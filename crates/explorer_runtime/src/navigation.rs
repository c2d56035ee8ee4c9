//! Breadcrumb stack from a selected root to the current directory.

use remote_fs_host::{DirectoryEntry, EntryId};
use serde::{Deserialize, Serialize};
use thiserror::Error;

#[derive(Debug, Clone, PartialEq, Eq, Hash, Serialize, Deserialize)]
/// One visited directory in the breadcrumb.
pub struct NavigationFrame {
    /// Directory identifier.
    pub id: EntryId,
    /// Directory display name.
    pub name: String,
}

impl NavigationFrame {
    /// Creates a frame.
    pub fn new(id: impl Into<EntryId>, name: impl Into<String>) -> Self {
        Self {
            id: id.into(),
            name: name.into(),
        }
    }
}

impl From<&DirectoryEntry> for NavigationFrame {
    fn from(entry: &DirectoryEntry) -> Self {
        Self {
            id: entry.id.clone(),
            name: entry.name.clone(),
        }
    }
}

#[derive(Debug, Error, Clone, Copy, PartialEq, Eq)]
#[error("already at the root directory")]
/// Signals that [`NavigationState::ascend`] had no parent to move to.
pub struct AtRoot;

#[derive(Debug, Clone, Default, PartialEq, Eq)]
/// Ordered root-to-current path of directories. The current directory is the last frame.
///
/// Precondition violations (descending without a root, truncating out of range) are programming
/// errors and panic.
pub struct NavigationState {
    frames: Vec<NavigationFrame>,
}

impl NavigationState {
    /// Creates an empty stack (no directory displayed yet).
    pub fn new() -> Self {
        Self::default()
    }

    /// Replaces the whole stack with a single root frame.
    pub fn reset_to(&mut self, frame: NavigationFrame) {
        self.frames.clear();
        self.frames.push(frame);
    }

    /// Pushes a child of the current directory.
    ///
    /// # Panics
    ///
    /// Panics when no root has been selected.
    pub fn descend_into(&mut self, frame: NavigationFrame) {
        assert!(
            !self.frames.is_empty(),
            "descend_into requires a selected root"
        );
        self.frames.push(frame);
    }

    /// Drops every frame after `index`.
    ///
    /// # Panics
    ///
    /// Panics unless `index < len()`.
    pub fn truncate_to(&mut self, index: usize) {
        assert!(
            index < self.frames.len(),
            "breadcrumb index {index} out of range for {} frames",
            self.frames.len()
        );
        self.frames.truncate(index + 1);
    }

    /// Moves to the parent directory. Leaves the stack untouched at the root.
    ///
    /// # Errors
    ///
    /// Returns [`AtRoot`] when the stack holds at most one frame.
    pub fn ascend(&mut self) -> Result<(), AtRoot> {
        if self.frames.len() <= 1 {
            return Err(AtRoot);
        }
        self.truncate_to(self.frames.len() - 2);
        Ok(())
    }

    /// Returns the current directory frame.
    pub fn current(&self) -> Option<&NavigationFrame> {
        self.frames.last()
    }

    /// Returns all frames in root-to-current order.
    pub fn frames(&self) -> &[NavigationFrame] {
        &self.frames
    }

    /// Number of frames.
    pub fn len(&self) -> usize {
        self.frames.len()
    }

    /// Returns `true` before any root has been selected.
    pub fn is_empty(&self) -> bool {
        self.frames.is_empty()
    }

    /// Display names in breadcrumb order.
    pub fn breadcrumb_names(&self) -> Vec<&str> {
        self.frames.iter().map(|frame| frame.name.as_str()).collect()
    }
}

#[cfg(test)]
mod tests {
    use pretty_assertions::assert_eq;

    use super::*;

    fn stack(names: &[&str]) -> NavigationState {
        let mut nav = NavigationState::new();
        let mut frames = names.iter().map(|name| NavigationFrame::new(*name, *name));
        if let Some(root) = frames.next() {
            nav.reset_to(root);
        }
        for frame in frames {
            nav.descend_into(frame);
        }
        nav
    }

    #[test]
    fn reset_replaces_the_whole_stack() {
        let mut nav = stack(&["home", "docs", "2024"]);
        nav.reset_to(NavigationFrame::new("shared", "Shared"));
        assert_eq!(nav.len(), 1);
        assert_eq!(nav.current(), Some(&NavigationFrame::new("shared", "Shared")));
    }

    #[test]
    fn truncate_keeps_frames_up_to_index() {
        let mut nav = stack(&["home", "docs", "2024", "q1"]);
        nav.truncate_to(1);
        assert_eq!(nav.breadcrumb_names(), vec!["home", "docs"]);

        nav.truncate_to(1);
        assert_eq!(nav.len(), 2);
    }

    #[test]
    fn ascend_pops_until_root_then_reports_at_root() {
        let mut nav = stack(&["home", "docs"]);
        assert_eq!(nav.ascend(), Ok(()));
        assert_eq!(nav.breadcrumb_names(), vec!["home"]);

        let before = nav.clone();
        assert_eq!(nav.ascend(), Err(AtRoot));
        assert_eq!(nav, before);

        let mut empty = NavigationState::new();
        assert_eq!(empty.ascend(), Err(AtRoot));
        assert!(empty.current().is_none());
    }

    #[test]
    #[should_panic(expected = "out of range")]
    fn truncate_out_of_range_is_a_programming_error() {
        let mut nav = stack(&["home"]);
        nav.truncate_to(1);
    }

    #[test]
    #[should_panic(expected = "requires a selected root")]
    fn descend_without_root_is_a_programming_error() {
        let mut nav = NavigationState::new();
        nav.descend_into(NavigationFrame::new("x", "x"));
    }

    #[test]
    fn frames_from_entries_copy_id_and_name() {
        let entry = DirectoryEntry::directory(5u64, "Music");
        assert_eq!(NavigationFrame::from(&entry), NavigationFrame::new(5u64, "Music"));
    }
}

Exercise brief
Within the records, filter for lines that contain the word "usize" and show each one.

The completed task
    pub fn truncate_to(&mut self, index: usize) {
    pub fn len(&self) -> usize {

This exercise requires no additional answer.